Work task => Can you pull out each line of the data below that includes the word "exists"?

BEGIN Input

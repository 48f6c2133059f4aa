//! Layout validation: does a staged tree already match the game's convention?

use crate::tree::{EntryKind, ModTree};

/// Validator verdict. Total over every tree; there is no error case.
#[derive(Debug, Clone, Copy, PartialEq, Eq)]
pub enum CheckReturn {
    Valid,
    Fixable,
}

/// One way a tree can prove it is already laid out correctly
#[derive(Debug, Clone, Copy, PartialEq, Eq)]
pub enum ValidMarker {
    /// A directory at this path
    Dir(&'static str),
    /// A directory at `dir`, unless a root file named `unless` is also present
    DirWithout {
        dir: &'static str,
        unless: &'static str,
    },
    /// A file with this exact name at the root
    RootFile(&'static str),
    /// Any root file with this extension
    RootExtension(&'static str),
    /// Exactly one top-level entry (archive-format games)
    SingleEntry,
}

impl ValidMarker {
    pub fn matches(&self, tree: &ModTree) -> bool {
        match *self {
            ValidMarker::Dir(path) => tree.exists(path, EntryKind::Directory),
            ValidMarker::DirWithout { dir, unless } => {
                tree.exists(dir, EntryKind::Directory) && !tree.exists(unless, EntryKind::File)
            }
            ValidMarker::RootFile(name) => tree.exists(name, EntryKind::File),
            ValidMarker::RootExtension(ext) => tree.children().iter().any(|e| e.has_suffix(ext)),
            ValidMarker::SingleEntry => tree.len() == 1,
        }
    }
}

/// The set of markers a game's mod loader recognizes
#[derive(Debug, Clone, Copy)]
pub struct LayoutRule {
    pub markers: &'static [ValidMarker],
}

impl LayoutRule {
    pub const fn new(markers: &'static [ValidMarker]) -> Self {
        Self { markers }
    }

    /// VALID when any marker matches. An empty tree is always FIXABLE.
    pub fn check(&self, tree: &ModTree) -> CheckReturn {
        if tree.is_empty() {
            return CheckReturn::Fixable;
        }
        match self.markers.iter().find(|m| m.matches(tree)) {
            Some(marker) => {
                tracing::debug!("Layout valid via {:?}", marker);
                CheckReturn::Valid
            }
            None => CheckReturn::Fixable,
        }
    }
}

#[cfg(test)]
mod tests {
    use super::*;

    const RULE: LayoutRule = LayoutRule::new(&[
        ValidMarker::Dir("Content/Paks/~Mods"),
        ValidMarker::DirWithout {
            dir: "Mods",
            unless: "UE4SS.dll",
        },
        ValidMarker::RootExtension("pck"),
    ]);

    #[test]
    fn test_empty_tree_is_fixable() {
        assert_eq!(RULE.check(&ModTree::new("")), CheckReturn::Fixable);
        let single = LayoutRule::new(&[ValidMarker::SingleEntry]);
        assert_eq!(single.check(&ModTree::new("")), CheckReturn::Fixable);
    }

    #[test]
    fn test_nested_dir_marker() {
        let tree = ModTree::from_paths("", &["content/paks/~mods/a.pak"]);
        assert_eq!(RULE.check(&tree), CheckReturn::Valid);
    }

    #[test]
    fn test_dir_without_file() {
        let plain = ModTree::from_paths("", &["Mods/thing/main.lua"]);
        assert_eq!(RULE.check(&plain), CheckReturn::Valid);

        let loader = ModTree::from_paths("", &["Mods/thing/main.lua", "UE4SS.dll"]);
        assert_eq!(RULE.check(&loader), CheckReturn::Fixable);
    }

    #[test]
    fn test_extension_only_counts_at_root() {
        let root = ModTree::from_paths("", &["Mod.PCK"]);
        assert_eq!(RULE.check(&root), CheckReturn::Valid);

        let nested = ModTree::from_paths("", &["wrapper/mod.pck"]);
        assert_eq!(RULE.check(&nested), CheckReturn::Fixable);
    }
}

END Input

Answer to the exercise =>
            ValidMarker::Dir(path) => tree.exists(path, EntryKind::Directory),
                tree.exists(dir, EntryKind::Directory) && !tree.exists(unless, EntryKind::File)
            ValidMarker::RootFile(name) => tree.exists(name, EntryKind::File),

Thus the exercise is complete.